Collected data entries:
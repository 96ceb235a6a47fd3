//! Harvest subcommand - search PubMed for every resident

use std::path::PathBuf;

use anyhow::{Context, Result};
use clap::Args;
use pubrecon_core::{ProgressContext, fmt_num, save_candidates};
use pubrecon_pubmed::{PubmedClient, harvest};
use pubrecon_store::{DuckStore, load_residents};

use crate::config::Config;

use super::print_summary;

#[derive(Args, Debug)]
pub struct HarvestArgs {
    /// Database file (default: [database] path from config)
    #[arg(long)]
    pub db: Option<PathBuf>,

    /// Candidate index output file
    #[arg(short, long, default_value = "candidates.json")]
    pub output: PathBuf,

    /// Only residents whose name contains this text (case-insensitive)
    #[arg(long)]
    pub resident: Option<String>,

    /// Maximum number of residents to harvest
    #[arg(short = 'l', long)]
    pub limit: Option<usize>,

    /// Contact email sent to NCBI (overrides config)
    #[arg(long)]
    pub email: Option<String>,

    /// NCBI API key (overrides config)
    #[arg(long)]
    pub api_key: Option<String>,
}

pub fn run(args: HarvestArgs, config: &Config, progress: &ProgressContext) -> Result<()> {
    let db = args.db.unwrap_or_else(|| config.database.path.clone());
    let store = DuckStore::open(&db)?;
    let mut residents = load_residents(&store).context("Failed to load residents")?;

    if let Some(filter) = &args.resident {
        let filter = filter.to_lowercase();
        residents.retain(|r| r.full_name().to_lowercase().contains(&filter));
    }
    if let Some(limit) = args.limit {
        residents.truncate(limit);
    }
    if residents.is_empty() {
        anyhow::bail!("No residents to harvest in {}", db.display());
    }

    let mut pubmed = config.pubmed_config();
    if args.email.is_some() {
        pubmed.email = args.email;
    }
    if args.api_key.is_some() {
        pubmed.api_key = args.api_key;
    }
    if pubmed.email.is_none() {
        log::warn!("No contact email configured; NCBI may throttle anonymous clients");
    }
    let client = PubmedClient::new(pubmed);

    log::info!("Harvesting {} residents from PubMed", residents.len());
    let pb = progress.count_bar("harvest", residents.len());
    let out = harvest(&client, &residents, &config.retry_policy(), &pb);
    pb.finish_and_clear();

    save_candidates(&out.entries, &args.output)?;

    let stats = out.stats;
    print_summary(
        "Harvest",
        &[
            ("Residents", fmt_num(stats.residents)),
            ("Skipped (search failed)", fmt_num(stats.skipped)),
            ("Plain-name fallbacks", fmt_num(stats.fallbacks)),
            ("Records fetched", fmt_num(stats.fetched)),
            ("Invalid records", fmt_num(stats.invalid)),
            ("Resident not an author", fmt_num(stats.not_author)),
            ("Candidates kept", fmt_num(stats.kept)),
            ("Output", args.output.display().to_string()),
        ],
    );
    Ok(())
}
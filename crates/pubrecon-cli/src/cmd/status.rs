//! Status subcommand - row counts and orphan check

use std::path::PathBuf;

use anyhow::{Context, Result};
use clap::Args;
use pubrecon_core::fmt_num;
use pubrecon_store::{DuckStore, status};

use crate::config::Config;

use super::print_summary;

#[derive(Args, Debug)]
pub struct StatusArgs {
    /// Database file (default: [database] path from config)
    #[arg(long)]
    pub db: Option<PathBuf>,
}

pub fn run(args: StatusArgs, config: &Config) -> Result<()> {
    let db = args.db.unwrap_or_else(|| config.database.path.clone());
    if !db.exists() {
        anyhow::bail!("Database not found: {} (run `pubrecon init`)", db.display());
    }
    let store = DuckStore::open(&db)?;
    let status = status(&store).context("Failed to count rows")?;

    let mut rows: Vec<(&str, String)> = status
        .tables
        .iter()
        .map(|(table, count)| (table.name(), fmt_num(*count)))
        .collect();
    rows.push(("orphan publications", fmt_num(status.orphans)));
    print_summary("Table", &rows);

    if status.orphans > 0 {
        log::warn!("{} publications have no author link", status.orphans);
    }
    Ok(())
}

Exercise:
Retype every entry word for word.

Reply:
repository 96ceb235a6a47fd3
//! Harvest subcommand - search PubMed for every resident

use std::path::PathBuf;

use anyhow::{Context, Result};
use clap::Args;
use pubrecon_core::{ProgressContext, fmt_num, save_candidates};
use pubrecon_pubmed::{PubmedClient, harvest};
use pubrecon_store::{DuckStore, load_residents};

use crate::config::Config;

use super::print_summary;

#[derive(Args, Debug)]
pub struct HarvestArgs {
    /// Database file (default: [database] path from config)
    #[arg(long)]
    pub db: Option<PathBuf>,

    /// Candidate index output file
    #[arg(short, long, default_value = "candidates.json")]
    pub output: PathBuf,

    /// Only residents whose name contains this text (case-insensitive)
    #[arg(long)]
    pub resident: Option<String>,

    /// Maximum number of residents to harvest
    #[arg(short = 'l', long)]
    pub limit: Option<usize>,

    /// Contact email sent to NCBI (overrides config)
    #[arg(long)]
    pub email: Option<String>,

    /// NCBI API key (overrides config)
    #[arg(long)]
    pub api_key: Option<String>,
}

pub fn run(args: HarvestArgs, config: &Config, progress: &ProgressContext) -> Result<()> {
    let db = args.db.unwrap_or_else(|| config.database.path.clone());
    let store = DuckStore::open(&db)?;
    let mut residents = load_residents(&store).context("Failed to load residents")?;

    if let Some(filter) = &args.resident {
        let filter = filter.to_lowercase();
        residents.retain(|r| r.full_name().to_lowercase().contains(&filter));
    }
    if let Some(limit) = args.limit {
        residents.truncate(limit);
    }
    if residents.is_empty() {
        anyhow::bail!("No residents to harvest in {}", db.display());
    }

    let mut pubmed = config.pubmed_config();
    if args.email.is_some() {
        pubmed.email = args.email;
    }
    if args.api_key.is_some() {
        pubmed.api_key = args.api_key;
    }
    if pubmed.email.is_none() {
        log::warn!("No contact email configured; NCBI may throttle anonymous clients");
    }
    let client = PubmedClient::new(pubmed);

    log::info!("Harvesting {} residents from PubMed", residents.len());
    let pb = progress.count_bar("harvest", residents.len());
    let out = harvest(&client, &residents, &config.retry_policy(), &pb);
    pb.finish_and_clear();

    save_candidates(&out.entries, &args.output)?;

    let stats = out.stats;
    print_summary(
        "Harvest",
        &[
            ("Residents", fmt_num(stats.residents)),
            ("Skipped (search failed)", fmt_num(stats.skipped)),
            ("Plain-name fallbacks", fmt_num(stats.fallbacks)),
            ("Records fetched", fmt_num(stats.fetched)),
            ("Invalid records", fmt_num(stats.invalid)),
            ("Resident not an author", fmt_num(stats.not_author)),
            ("Candidates kept", fmt_num(stats.kept)),
            ("Output", args.output.display().to_string()),
        ],
    );
    Ok(())
}
filename crates/pubrecon-cli/src/cmd/status.rs
//! Status subcommand - row counts and orphan check

use std::path::PathBuf;

use anyhow::{Context, Result};
use clap::Args;
use pubrecon_core::fmt_num;
use pubrecon_store::{DuckStore, status};

use crate::config::Config;

use super::print_summary;

#[derive(Args, Debug)]
pub struct StatusArgs {
    /// Database file (default: [database] path from config)
    #[arg(long)]
    pub db: Option<PathBuf>,
}

pub fn run(args: StatusArgs, config: &Config) -> Result<()> {
    let db = args.db.unwrap_or_else(|| config.database.path.clone());
    if !db.exists() {
        anyhow::bail!("Database not found: {} (run `pubrecon init`)", db.display());
    }
    let store = DuckStore::open(&db)?;
    let status = status(&store).context("Failed to count rows")?;

    let mut rows: Vec<(&str, String)> = status
        .tables
        .iter()
        .map(|(table, count)| (table.name(), fmt_num(*count)))
        .collect();
    rows.push(("orphan publications", fmt_num(status.orphans)));
    print_summary("Table", &rows);

    if status.orphans > 0 {
        log::warn!("{} publications have no author link", status.orphans);
    }
    Ok(())
}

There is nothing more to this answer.